No fireworks. No music. No googly eyes. Ok, maybe googly eyes. But I knew. I could feel it in my bones. This man is my person.
But the timing wasn’t right. I wasn’t ready to have the right thing yet.
Fast forward. Two years later. The land has been claimed. The flags have been captured. The label has been given.
Scary? Yes. Intimidating? Yes! Worth it? YES!
My 20-year-old self wasn’t ready for this type of love. My 30-year-old self couldn’t have handled the way he looks at me. My 34-year-old self wouldn’t have let him take care of me. But my 35-year-old self? She’s ready. She’s ready for that soul-touching, top-shelf love.
It makes me a little sad to think that I was missing this. It hurts my heart to know that I could have been experiencing this selfless love way sooner. It baffles me that I thought I didn’t want this or, worse, didn’t deserve this.
But I DO deserve this. Everyone deserves this. Every person out there should feel this crazy, unexplainable happiness. Everyone should smile uncontrollably and giggle for no reason. Everyone should connect on a level so deep that no words need to be spoken. Everyone deserves to KNOW that someone loves them; to feel it way down deep. Everyone should be so confident and secure in a relationship that no fears or worries or doubts exist. Everyone. Deserves. This. This happiness. This connection. This trust. This support. This love.

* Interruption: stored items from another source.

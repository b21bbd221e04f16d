//! Line-oriented gesture scripts for driving a canvas without a windowing host.
//!
//! Each non-empty line holds one command; `#` starts a comment.
//!
//! ```text
//! mode line             # pen, line, triangle, text, eraser, or an index 0-4
//! color rainbow         # a color name, #rrggbb, or rainbow
//! thickness thick       # thin, regular, thick, or pixels
//! background #202020
//! down 10 10
//! drag 20 15
//! up 40 40
//! clear
//! request-color stroke  # or background
//! text Hello there      # answers the oldest pending text request
//! pick red              # answers the oldest pending color request
//! cancel                # dismisses the oldest pending request
//! ```

use crate::draw::{Color, DrawSurface, name_to_color};
use crate::input::{
    CanvasController, ColorChoice, ColorTarget, DialogRequest, PointerEvent, ThicknessChoice,
};
use log::{debug, info};
use std::collections::VecDeque;
use std::str::FromStr;
use thiserror::Error;

/// Errors raised while parsing or replaying a script. Line numbers start at 1.
#[derive(Debug, Error, PartialEq)]
pub enum ScriptError {
    #[error("line {line}: unknown command '{command}'")]
    UnknownCommand { line: usize, command: String },

    #[error("line {line}: '{command}' expects {expected}")]
    MissingArgument {
        line: usize,
        command: &'static str,
        expected: &'static str,
    },

    #[error("line {line}: invalid coordinate '{value}'")]
    InvalidCoordinate { line: usize, value: String },

    #[error("line {line}: invalid color '{value}'")]
    InvalidColor { line: usize, value: String },

    #[error("line {line}: unknown request target '{value}', expected stroke or background")]
    InvalidTarget { line: usize, value: String },

    #[error("line {line}: no pending {kind} request to answer")]
    NoPendingRequest { line: usize, kind: &'static str },
}

/// One script instruction.
#[derive(Debug, Clone, PartialEq)]
pub enum Command {
    /// Switch mode by name or index
    Mode(String),
    /// Change the stroke color
    Color(String),
    /// Change the stroke thickness
    Thickness(ThicknessChoice),
    /// Change the background color
    Background(Color),
    /// Feed a pointer event
    Pointer(PointerEvent),
    /// Fill the buffer with the background
    Clear,
    /// Ask the host for a color
    RequestColor(ColorTarget),
    /// Answer the oldest text request
    Text(String),
    /// Answer the oldest color request
    Pick(Color),
    /// Dismiss the oldest request of either kind
    Cancel,
}

/// Counters reported after a replay.
#[derive(Debug, Clone, Copy, Default, PartialEq, Eq)]
pub struct ReplayStats {
    /// Commands executed
    pub commands: usize,
    /// Dialog requests still unanswered when the script ended
    pub pending_requests: usize,
}

/// A parsed script, ready to replay.
#[derive(Debug, Clone, Default, PartialEq)]
pub struct Script {
    commands: Vec<(usize, Command)>,
}

impl Script {
    /// Parses a whole script.
    ///
    /// # Errors
    /// Returns the first malformed line.
    pub fn parse(source: &str) -> Result<Self, ScriptError> {
        let mut commands = Vec::new();
        for (index, raw) in source.lines().enumerate() {
            let line = index + 1;
            let content = strip_comment(raw).trim();
            if content.is_empty() {
                continue;
            }
            commands.push((line, parse_line(line, content)?));
        }
        debug!("Parsed {} script commands", commands.len());
        Ok(Self { commands })
    }

    pub fn len(&self) -> usize {
        self.commands.len()
    }

    pub fn is_empty(&self) -> bool {
        self.commands.is_empty()
    }

    pub fn commands(&self) -> impl Iterator<Item = &Command> {
        self.commands.iter().map(|(_, command)| command)
    }

    /// Runs every command against `controller` in order.
    ///
    /// Dialog requests raised by the controller queue up here and are answered
    /// by `text`, `pick` and `cancel`, oldest first.
    ///
    /// # Errors
    /// Fails when an answer has no matching pending request.
    pub fn replay<S: DrawSurface>(
        &self,
        controller: &mut CanvasController<S>,
    ) -> Result<ReplayStats, ScriptError> {
        let mut pending: VecDeque<DialogRequest> = VecDeque::new();

        for (line, command) in &self.commands {
            let line = *line;
            match command {
                Command::Mode(name) => match name.parse::<i32>() {
                    Ok(index) => {
                        controller.set_mode_index(index);
                    }
                    Err(_) => {
                        controller.set_mode_named(name);
                    }
                },
                Command::Color(name) => match name_to_color(name) {
                    Some(color) => controller.set_stroke_color(ColorChoice::Explicit(color)),
                    None => controller.set_stroke_color_named(name),
                },
                Command::Thickness(choice) => {
                    controller.set_stroke_thickness(*choice);
                }
                Command::Background(color) => controller.set_background_color(*color),
                Command::Pointer(event) => controller.handle_pointer(*event),
                Command::Clear => controller.clear(),
                Command::RequestColor(target) => controller.request_color(*target),
                Command::Text(text) => {
                    let request = take_oldest(&mut pending, line, "text", |request| {
                        matches!(request, DialogRequest::Text(_))
                    })?;
                    if let DialogRequest::Text(request) = request {
                        controller.complete_text(request, Some(text.clone()));
                    }
                }
                Command::Pick(color) => {
                    let request = take_oldest(&mut pending, line, "color", |request| {
                        matches!(request, DialogRequest::Color(_))
                    })?;
                    if let DialogRequest::Color(request) = request {
                        controller.complete_color(request, Some(*color));
                    }
                }
                Command::Cancel => match take_oldest(&mut pending, line, "dialog", |_| true)? {
                    DialogRequest::Text(request) => controller.complete_text(request, None),
                    DialogRequest::Color(request) => controller.complete_color(request, None),
                },
            }
            pending.extend(controller.take_pending_requests());
        }

        let stats = ReplayStats {
            commands: self.commands.len(),
            pending_requests: pending.len(),
        };
        info!(
            "Replayed {} commands, {} requests left unanswered",
            stats.commands, stats.pending_requests
        );
        Ok(stats)
    }
}

impl FromStr for Script {
    type Err = ScriptError;

    fn from_str(s: &str) -> Result<Self, Self::Err> {
        Self::parse(s)
    }
}

/// Removes the oldest pending request accepted by `wanted`.
fn take_oldest(
    pending: &mut VecDeque<DialogRequest>,
    line: usize,
    kind: &'static str,
    wanted: impl Fn(&DialogRequest) -> bool,
) -> Result<DialogRequest, ScriptError> {
    let index = pending.iter().position(wanted);
    index
        .and_then(|index| pending.remove(index))
        .ok_or(ScriptError::NoPendingRequest { line, kind })
}

fn parse_line(line: usize, content: &str) -> Result<Command, ScriptError> {
    let (keyword, rest) = match content.split_once(char::is_whitespace) {
        Some((keyword, rest)) => (keyword, rest.trim()),
        None => (content, ""),
    };

    let missing = |command: &'static str, expected: &'static str| ScriptError::MissingArgument {
        line,
        command,
        expected,
    };

    let command = match keyword.to_lowercase().as_str() {
        "mode" => Command::Mode(required(rest).ok_or_else(|| missing("mode", "a mode name"))?),
        "color" => Command::Color(required(rest).ok_or_else(|| missing("color", "a color"))?),
        "thickness" => {
            let value = required(rest).ok_or_else(|| missing("thickness", "a size"))?;
            let choice = match value.parse::<i32>() {
                Ok(px) => ThicknessChoice::Pixels(px),
                Err(_) => ThicknessChoice::parse(&value),
            };
            Command::Thickness(choice)
        }
        "background" => {
            let value = required(rest).ok_or_else(|| missing("background", "a color"))?;
            Command::Background(parse_color(line, &value)?)
        }
        "down" => Command::Pointer(PointerEvent::down(parse_point(line, rest, "down")?)),
        "drag" => Command::Pointer(PointerEvent::drag(parse_point(line, rest, "drag")?)),
        "up" => Command::Pointer(PointerEvent::up(parse_point(line, rest, "up")?)),
        "clear" => Command::Clear,
        "request-color" => {
            let target = match rest.to_lowercase().as_str() {
                "stroke" => ColorTarget::Stroke,
                "background" => ColorTarget::Background,
                "" => return Err(missing("request-color", "stroke or background")),
                _ => {
                    return Err(ScriptError::InvalidTarget {
                        line,
                        value: rest.to_string(),
                    });
                }
            };
            Command::RequestColor(target)
        }
        "text" => Command::Text(rest.to_string()),
        "pick" => {
            let value = required(rest).ok_or_else(|| missing("pick", "a color"))?;
            Command::Pick(parse_color(line, &value)?)
        }
        "cancel" => Command::Cancel,
        _ => {
            return Err(ScriptError::UnknownCommand {
                line,
                command: keyword.to_string(),
            });
        }
    };
    Ok(command)
}

/// Cuts a `#` comment that starts the line or is followed by whitespace, so
/// `#rrggbb` arguments survive.
fn strip_comment(raw: &str) -> &str {
    let bytes = raw.as_bytes();
    let start = raw.match_indices('#').map(|(index, _)| index).find(|&index| {
        let at_line_start = raw[..index].trim().is_empty();
        let followed_by_space = bytes
            .get(index + 1)
            .is_none_or(|next| next.is_ascii_whitespace());
        at_line_start || followed_by_space
    });
    match start {
        Some(index) => &raw[..index],
        None => raw,
    }
}

fn required(rest: &str) -> Option<String> {
    (!rest.is_empty()).then(|| rest.to_string())
}

fn parse_color(line: usize, value: &str) -> Result<Color, ScriptError> {
    name_to_color(value).ok_or_else(|| ScriptError::InvalidColor {
        line,
        value: value.to_string(),
    })
}

fn parse_point(line: usize, rest: &str, command: &'static str) -> Result<(i32, i32), ScriptError> {
    let mut coordinates = rest.split_whitespace().map(|value| {
        value
            .parse::<i32>()
            .map_err(|_| ScriptError::InvalidCoordinate {
                line,
                value: value.to_string(),
            })
    });

    match (coordinates.next(), coordinates.next(), coordinates.next()) {
        (Some(x), Some(y), None) => Ok((x?, y?)),
        _ => Err(ScriptError::MissingArgument {
            line,
            command,
            expected: "two coordinates",
        }),
    }
}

So, y’all get you a man who sees down to your soul when he looks at you. Get you someone who makes it hard to lock eyes with because of the butterflies he gives you. Get you someone who’s main objective is your comfort and happiness. Get you one who cleans up when your kid (not his) throws up in the middle of the night. Get you one who has your car detailed while you’re out. Get you one who lays in bed and watches the church service. Get you one who shows you off. Get you one who can’t keep his eyes off of you. Get you one who makes you feel loved. Get you one who wants nothing from you…except you.
Cause y’all….I got me one of those. And I’m riding first-class on this train.